What “99.9% SLO” Means
- Target (best effort): 99.9% availability, calculated annually.
- Scope: Infrastructure reachability and platform services at our network edge and hypervisor layer.
- SLO, not SLA: This is a transparency goal, not a credit-back guarantee.
Infrastructure Redundancy
Power (A/B paths)
- UPS + generator for seamless bridging and extended runtime.
- Dual PSUs per server, each to an independent PDU on separate power phases.
- Regular testing, monitoring, and documented switchover runbooks.
Cooling (N+1)
- Two independent AC units (N+1); either unit can handle the full thermal load while the other is serviced.
- Continuous temperature and humidity monitoring with alerting.
Network
- Dual FTTO uplinks on diverse paths/carriers with dynamic routing for rapid failover.
- Redundant switching and upstream DDoS mitigation on a best-effort basis.
Storage & Ceph Availability
- Ceph-backed storage is available on Cloud VPS and Nextcloud.
- Ceph is not available on Dedicated Servers or AMD VPS.
Operations
- Continuous monitoring of power, cooling, network, compute, and storage.
- Proactive maintenance with rollback plans; many tasks are non-disruptive due to redundancy.
- Incident response guided by documented runbooks and escalation paths.

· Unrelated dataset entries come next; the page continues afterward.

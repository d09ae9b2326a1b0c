use crate::entities::{classification_claims, prelude::*};
use anyhow::Result;
use sea_orm::sea_query::OnConflict;
use sea_orm::{ColumnTrait, DatabaseConnection, EntityTrait, QueryFilter, Set};

/// Row-level claims so two workers never classify the same artist at once.
pub struct ClaimRepository {
    conn: DatabaseConnection,
}

impl ClaimRepository {
    #[must_use]
    pub const fn new(conn: DatabaseConnection) -> Self {
        Self { conn }
    }

    /// Claims `artist_id` for `worker_id`, reclaiming claims older than
    /// `ttl_seconds`. Returns false when another worker holds a live claim.
    pub async fn try_claim(&self, artist_id: i32, worker_id: &str, ttl_seconds: i64) -> Result<bool> {
        let now = chrono::Utc::now();
        let stale_before = (now - chrono::Duration::seconds(ttl_seconds.max(0))).to_rfc3339();

        ClassificationClaims::delete_many()
            .filter(classification_claims::Column::ArtistId.eq(artist_id))
            .filter(classification_claims::Column::ClaimedAt.lt(stale_before))
            .exec(&self.conn)
            .await?;

        let active_model = classification_claims::ActiveModel {
            artist_id: Set(artist_id),
            worker_id: Set(worker_id.to_string()),
            claimed_at: Set(now.to_rfc3339()),
        };

        let inserted = ClassificationClaims::insert(active_model)
            .on_conflict(
                OnConflict::column(classification_claims::Column::ArtistId)
                    .do_nothing()
                    .to_owned(),
            )
            .exec_without_returning(&self.conn)
            .await?;

        Ok(inserted == 1)
    }

    pub async fn release(&self, artist_id: i32, worker_id: &str) -> Result<()> {
        ClassificationClaims::delete_many()
            .filter(classification_claims::Column::ArtistId.eq(artist_id))
            .filter(classification_claims::Column::WorkerId.eq(worker_id))
            .exec(&self.conn)
            .await?;
        Ok(())
    }
}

Scheduled Maintenance (Excluded from 99.9%)
- We announce maintenance windows in advance and aim for off-peak timing.
- If impact is expected, it will be stated in the notice; many actions are performed live with no interruption.
Exclusions (Outside Our Reasonable Control)
- Announced maintenance windows.
- Natural disasters/force majeure (e.g., earthquakes, floods, severe storms, wildfires).
- Third-party incidents (e.g., accidental fiber cuts, upstream carrier failures, grid/substation failures).
- Customer-side causes (e.g., guest OS/app misconfiguration, exhausted resources, firewall rules, or changes by the customer/their vendors).
Conclusion
Our layered design A/B power, N+1 cooling, diverse fiber uplinks, and fault-tolerant storage where applicable is built to achieve a best-effort 99.9% annual uptime. While no system can guarantee 100% availability, this architecture minimizes the impact of component failures and enables maintenance with minimal disruption. The 99.9% target is calculated annually and excludes announced maintenance and events beyond our reasonable control.